Friday, Mar. 08, 1963

To the swank Lodge at Smugglers' Notch in Stowe, Vermont, bent on a little weekend schussing, went Freshman Senator Teddy Kennedy, Wife Joan, Attorney General Robert Kennedy, and others near and dear. It was all sparkling fun, until Teddy, in presumably unphotogenic apres-ski togs, was confronted outside the Smugglers' Den lounge by Roving Photographer Philip N. Lawson of the Vermont Sunday News. Elections over, the Senator declined to have his picture taken with a roving beauty queen, but Lawson clicked anyway. Bugged by the shutter. Teddy reddened, and the incident swiftly snowballed. Sunday News Publisher William Loeb, a New England Republican long immunized to the Kennedy magic, citing Lawson's confiscated film and torn camera case, said Teddy should apologize. The Senator, down in Washington presumably busy doing More for Massachusetts, said nothing.

Awaiting the outcome of tests for an acute intestinal infection, Protestant Evangelist Billy Graham, 44, lay bed-bound in Catholic territory--St. Francis Hospital in Honolulu. But all was concord, and the nuns in attendance made no attempt to reverse the Diet of Worms. Far from it. Said Sister Maureen, administrative chief of St. Francis: "I think, in the light of the ecumenical movement, that it's rather nice to have him here."

Obviously built for a wide-awake wardrobe was perpetual Cinema Starlet Jill St. John, 22, back to the grind in a Paramount peepshow called Who's Been Sleeping in My Bed? Whoever it was, it didn't seem to be her husband, hot rodding Five-and-Dime Heir Lance Reventlow, 27. All Jill wants from Lance these days is separate maintenance.

Accompanying each new copy of Columbia University's scholarly biannual Journal of International Affairs is this terse note from the editors: "We regret that the announced article on 'People to People Diplomacy' by Sargent Shriver was never received."

"More than Bobo!" cheered Mrs. Cecil Blaffer Hudson, 43, and that was what she got--$6.5 million, beating Bobo Rockefeller's 1954 divorce settlement by a cool $100,000. Not that the money mattered--she was already an heiress to the Humble Oil fortune amassed by her father, Robert Lee Blaffer--but it made the finish of her 17-year marriage to Edward Joseph Hudson, 56 (Hudson Oil and Gas), quite a bit brighter. "I'm so happy I could sing," said the ex-Mrs. Hudson as she considered a future sweetened by an estimated $5,000.000 in cash, $1,000,000 in paintings and sculpture, a $500,000 Texas estate, and custody of two children.

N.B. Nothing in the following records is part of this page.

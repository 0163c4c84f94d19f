//! Shared Domain Types
//!
//! Value objects and errors shared across bounded contexts.

pub mod errors;
pub mod value_objects;

pub use errors::DomainError;
pub use value_objects::{BrokerOrderId, ContingentOrderId, CorrelationId, OrderSide, Symbol};
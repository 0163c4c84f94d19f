//! Prometheus metrics for the trade executor.
//!
//! # Example
//!
//! ```ignore
//! use trade_executor::observability::{init_metrics, MetricsConfig};
//!
//! let config = MetricsConfig::from_addr_str("0.0.0.0:9100")?;
//! init_metrics(&config)?;
//! ```

use metrics::{counter, histogram};
use metrics_exporter_prometheus::PrometheusBuilder;
use std::net::SocketAddr;

/// Configuration for the metrics exporter.
#[derive(Debug, Clone)]
pub struct MetricsConfig {
    /// Address to bind the metrics HTTP listener.
    pub listen_addr: SocketAddr,
    /// Histogram buckets for fill wait durations (in seconds).
    pub fill_wait_buckets: Vec<f64>,
}

impl Default for MetricsConfig {
    fn default() -> Self {
        Self {
            listen_addr: SocketAddr::from(([0, 0, 0, 0], 9090)),
            // Fill waits from a single poll up to the default timeout
            fill_wait_buckets: vec![1.0, 2.0, 5.0, 10.0, 30.0, 60.0, 120.0, 300.0],
        }
    }
}

impl MetricsConfig {
    /// Create a new metrics configuration with custom address.
    #[must_use]
    pub fn with_addr(addr: SocketAddr) -> Self {
        Self {
            listen_addr: addr,
            ..Default::default()
        }
    }

    /// Parse the listen address from configuration text.
    pub fn from_addr_str(addr: &str) -> Result<Self, MetricsError> {
        addr.parse()
            .map(Self::with_addr)
            .map_err(|e| MetricsError::Configuration(format!("invalid listen address '{addr}': {e}")))
    }
}

/// Initialize the Prometheus metrics exporter.
///
/// This starts an HTTP server that exposes metrics at `/metrics`.
///
/// # Errors
///
/// Returns an error if the metrics exporter fails to start (e.g., port already in use).
pub fn init_metrics(config: &MetricsConfig) -> Result<(), MetricsError> {
    PrometheusBuilder::new()
        .with_http_listener(config.listen_addr)
        .set_buckets(&config.fill_wait_buckets)
        .map_err(|e| MetricsError::Configuration(e.to_string()))?
        .install()
        .map_err(|e| MetricsError::Installation(e.to_string()))?;

    tracing::info!(
        addr = %config.listen_addr,
        "Prometheus metrics exporter started"
    );

    Ok(())
}

/// Error type for metrics operations.
#[derive(Debug, thiserror::Error)]
pub enum MetricsError {
    /// Failed to configure metrics exporter.
    #[error("metrics configuration error: {0}")]
    Configuration(String),
    /// Failed to install metrics exporter.
    #[error("metrics installation error: {0}")]
    Installation(String),
}

// ============================================================================
// Lifecycle Metrics
// ============================================================================

/// Record a market buy submission.
///
/// * `outcome` - "accepted", "market_closed" or "rejected"
pub fn record_order_submission(outcome: &str) {
    counter!("order_submissions_total", "outcome" => outcome.to_string()).increment(1);
}

/// Record how a fill wait ended and how long it took.
///
/// * `outcome` - "filled", "rejected" or "timeout"
pub fn record_fill_outcome(outcome: &str, wait_seconds: f64) {
    counter!("fill_outcomes_total", "outcome" => outcome.to_string()).increment(1);
    histogram!("fill_wait_seconds", "outcome" => outcome.to_string()).record(wait_seconds);
}

/// Record a contingent (GTT) placement attempt.
pub fn record_contingent_placement(outcome: &str) {
    counter!("contingent_placements_total", "outcome" => outcome.to_string()).increment(1);
}

/// Record the terminal phase of a lifecycle.
pub fn record_lifecycle_terminal(phase: &str) {
    counter!("lifecycle_terminal_total", "phase" => phase.to_string()).increment(1);
}

/// Record a swallowed order status poll error.
pub fn record_poll_error() {
    counter!("order_status_poll_errors_total").increment(1);
}

// ============================================================================
// Batch Metrics
// ============================================================================

/// Record the final status of an executed batch.
pub fn record_batch_status(status: &str) {
    counter!("batches_total", "status" => status.to_string()).increment(1);
}

#[cfg(test)]
mod tests {
    use super::*;

    #[test]
    fn test_default_config() {
        let config = MetricsConfig::default();
        assert_eq!(config.listen_addr.port(), 9090);
        assert!(config.fill_wait_buckets.windows(2).all(|w| w[0] < w[1]));
    }

    #[test]
    fn test_config_from_addr_str() {
        let config = MetricsConfig::from_addr_str("127.0.0.1:9100").unwrap();
        assert_eq!(config.listen_addr.port(), 9100);

        assert!(matches!(
            MetricsConfig::from_addr_str("not-an-address"),
            Err(MetricsError::Configuration(_))
        ));
    }

    #[test]
    fn test_record_without_exporter_is_noop() {
        // No recorder installed; the facade discards everything.
        record_order_submission("accepted");
        record_fill_outcome("filled", 2.0);
        record_contingent_placement("placed");
        record_lifecycle_terminal("COMPLETED");
        record_poll_error();
        record_batch_status("COMPLETED");
    }
}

A sick thing happened on the way to the courtroom, but triple-sick Comedian Lenny Bruce, 37, wasn't laughing. Like he missed the trial. While a Chicago jury was convicting him for an "obscene" nightclub performance, Bruce was being arrested in Los Angeles, charged with possession of narcotics, and released on bail. Still pending: an earlier narcotics rap and three misdemeanors, two for obscenity and one for slugging a TV newsman.

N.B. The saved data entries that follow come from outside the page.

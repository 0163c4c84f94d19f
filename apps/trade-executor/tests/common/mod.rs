//! Shared test doubles for integration tests.

#![allow(dead_code, clippy::unwrap_used)]

use std::collections::VecDeque;
use std::sync::Mutex;
use std::sync::atomic::{AtomicUsize, Ordering};

use async_trait::async_trait;
use chrono::{DateTime, TimeZone, Utc};
use rust_decimal::Decimal;

use trade_executor::application::ports::{
    BrokerError, BrokerGateway, BrokerOrderStatus, ExecutionContext, ExecutionObserver,
    OrderStatusReport, SessionCredential,
};
use trade_executor::domain::protection::ContingentOrder;
use trade_executor::domain::shared::{BrokerOrderId, ContingentOrderId, CorrelationId, Symbol};
use trade_executor::domain::trade_lifecycle::ExecutionEvent;

// =============================================================================
// Clock helpers
// =============================================================================

/// Monday 2026-10-19 10:00 IST.
pub fn market_open_instant() -> DateTime<Utc> {
    Utc.with_ymd_and_hms(2026, 10, 19, 4, 30, 0).unwrap()
}

/// Saturday 2026-10-17 11:00 IST.
pub fn weekend_instant() -> DateTime<Utc> {
    Utc.with_ymd_and_hms(2026, 10, 17, 5, 30, 0).unwrap()
}

/// Monday 2026-10-19 16:00 IST.
pub fn after_close_instant() -> DateTime<Utc> {
    Utc.with_ymd_and_hms(2026, 10, 19, 10, 30, 0).unwrap()
}

pub fn context(batch_id: &str) -> ExecutionContext {
    ExecutionContext::new(CorrelationId::new(batch_id), SessionCredential::new("token"))
}

pub fn report(order_id: &str, status: BrokerOrderStatus, price: Option<Decimal>) -> OrderStatusReport {
    OrderStatusReport {
        order_id: BrokerOrderId::new(order_id),
        status,
        average_price: price,
        filled_quantity: 0,
        status_message: None,
    }
}

// =============================================================================
// Scripted broker
// =============================================================================

/// Broker whose answers are scripted up front.
///
/// Status polls are served from a queue; once it drains, every further poll
/// answers `OPEN`.
pub struct ScriptedBroker {
    balance: Decimal,
    buy_error: Mutex<Option<BrokerError>>,
    contingent_error: Mutex<Option<BrokerError>>,
    statuses: Mutex<VecDeque<Result<BrokerOrderStatus, BrokerError>>>,
    fill_price: Mutex<Option<Decimal>>,
    next_id: AtomicUsize,
    pub buys: Mutex<Vec<(Symbol, u64)>>,
    pub contingent_orders: Mutex<Vec<ContingentOrder>>,
    pub status_calls: AtomicUsize,
    pub credentials_seen: Mutex<Vec<String>>,
}

impl ScriptedBroker {
    pub fn new(balance: Decimal) -> Self {
        Self {
            balance,
            buy_error: Mutex::new(None),
            contingent_error: Mutex::new(None),
            statuses: Mutex::new(VecDeque::new()),
            fill_price: Mutex::new(None),
            next_id: AtomicUsize::new(1),
            buys: Mutex::new(Vec::new()),
            contingent_orders: Mutex::new(Vec::new()),
            status_calls: AtomicUsize::new(0),
            credentials_seen: Mutex::new(Vec::new()),
        }
    }

    /// Broker that fills every order on the first poll.
    pub fn filling(balance: Decimal) -> Self {
        let broker = Self::new(balance);
        broker.always_fill();
        broker
    }

    pub fn fail_buy(self, err: BrokerError) -> Self {
        *self.buy_error.lock().unwrap() = Some(err);
        self
    }

    pub fn fail_contingent(self, err: BrokerError) -> Self {
        *self.contingent_error.lock().unwrap() = Some(err);
        self
    }

    pub fn with_fill_price(self, price: Decimal) -> Self {
        *self.fill_price.lock().unwrap() = Some(price);
        self
    }

    pub fn push_status(&self, status: Result<BrokerOrderStatus, BrokerError>) {
        self.statuses.lock().unwrap().push_back(status);
    }

    fn always_fill(&self) {
        // Enough COMPLETE answers for any batch in these tests.
        for _ in 0..64 {
            self.push_status(Ok(BrokerOrderStatus::Complete));
        }
    }

    pub fn buy_count(&self) -> usize {
        self.buys.lock().unwrap().len()
    }

    pub fn contingent_count(&self) -> usize {
        self.contingent_orders.lock().unwrap().len()
    }

    pub fn status_call_count(&self) -> usize {
        self.status_calls.load(Ordering::SeqCst)
    }
}

#[async_trait]
impl BrokerGateway for ScriptedBroker {
    async fn submit_market_buy(
        &self,
        ctx: &ExecutionContext,
        symbol: &Symbol,
        quantity: u64,
    ) -> Result<BrokerOrderId, BrokerError> {
        self.credentials_seen
            .lock()
            .unwrap()
            .push(ctx.credential.access_token().to_string());
        if let Some(err) = self.buy_error.lock().unwrap().clone() {
            return Err(err);
        }
        self.buys.lock().unwrap().push((symbol.clone(), quantity));
        let id = self.next_id.fetch_add(1, Ordering::SeqCst);
        Ok(BrokerOrderId::new(format!("ORD-{id}")))
    }

    async fn get_order_status(
        &self,
        _ctx: &ExecutionContext,
        order_id: &BrokerOrderId,
    ) -> Result<OrderStatusReport, BrokerError> {
        self.status_calls.fetch_add(1, Ordering::SeqCst);
        let next = self
            .statuses
            .lock()
            .unwrap()
            .pop_front()
            .unwrap_or(Ok(BrokerOrderStatus::Open));
        let status = next?;
        let price = if status == BrokerOrderStatus::Complete {
            *self.fill_price.lock().unwrap()
        } else {
            None
        };
        Ok(report(order_id.as_str(), status, price))
    }

    async fn submit_contingent_order(
        &self,
        _ctx: &ExecutionContext,
        order: &ContingentOrder,
    ) -> Result<ContingentOrderId, BrokerError> {
        if let Some(err) = self.contingent_error.lock().unwrap().clone() {
            return Err(err);
        }
        self.contingent_orders.lock().unwrap().push(order.clone());
        let id = self.next_id.fetch_add(1, Ordering::SeqCst);
        Ok(ContingentOrderId::new(format!("GTT-{id}")))
    }

    async fn get_balance(&self, _ctx: &ExecutionContext) -> Result<Decimal, BrokerError> {
        Ok(self.balance)
    }
}

// =============================================================================
// Recording observer
// =============================================================================

#[derive(Default)]
pub struct RecordingObserver {
    pub events: Mutex<Vec<ExecutionEvent>>,
}

impl RecordingObserver {
    pub fn snapshot(&self) -> Vec<ExecutionEvent> {
        self.events.lock().unwrap().clone()
    }
}

#[async_trait]
impl ExecutionObserver for RecordingObserver {
    async fn on_event(&self, event: ExecutionEvent) {
        self.events.lock().unwrap().push(event);
    }
}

Zanzibar, off Tanganyika's coast, offered a welcome respite to svelte Marie Claire Sandys, 34, who dressed down for carefree swimming parties while her statesman husband Duncan tried to settle local political disputes. The Moslem-oriented Indian Ocean isle seemed pleased with both guests, though Sandys objected strenuously when a photographer snapped his lady in definite un-purdah.

From the sumptuous isolation of his 70-room countryseat in Surrey, Billionaire J. Paul Getty, 70, told BBC tellyviewers how awful it was to be rich. Money wasn't everything, said J. Paul; "some of the best times I've had didn't cost money." What was more, "I wish I had a better personality so that I could entertain better. I'm worried that I may be on the dull side." Later, in Manhattan, jet-set Journalist Elsa Maxwell, 79, agreed with Getty all the way. "He's quite right to wish that," observed Elsa, "he's the dullest man that ever lived, and socially impossible." As for those good times that cost no money, Elsa recalled: "I attended a dinner party given by him at Maxim's, and he made all the people there pay for their own meal."

Car 837, 20th Precinct. Manhattan, checked in at the station house to pick up a spare passenger, then set off on a routine night patrol that included aiding an arrest, family squabbles, a threatened knife skirmish, and a checkup on two youthful narcotics users. Nobody recognized the "detective" in dark glasses and a borrowed fedora, even though his framed portrait hung on the wall in one shabby basement apartment. It was Astronaut John H. Glenn Jr., 41, prowling the streets incognito with New York's Finest. "He was interested mostly in the kids," reported Patrolman Thomas Gannon. "He said it looked just like West Side Story."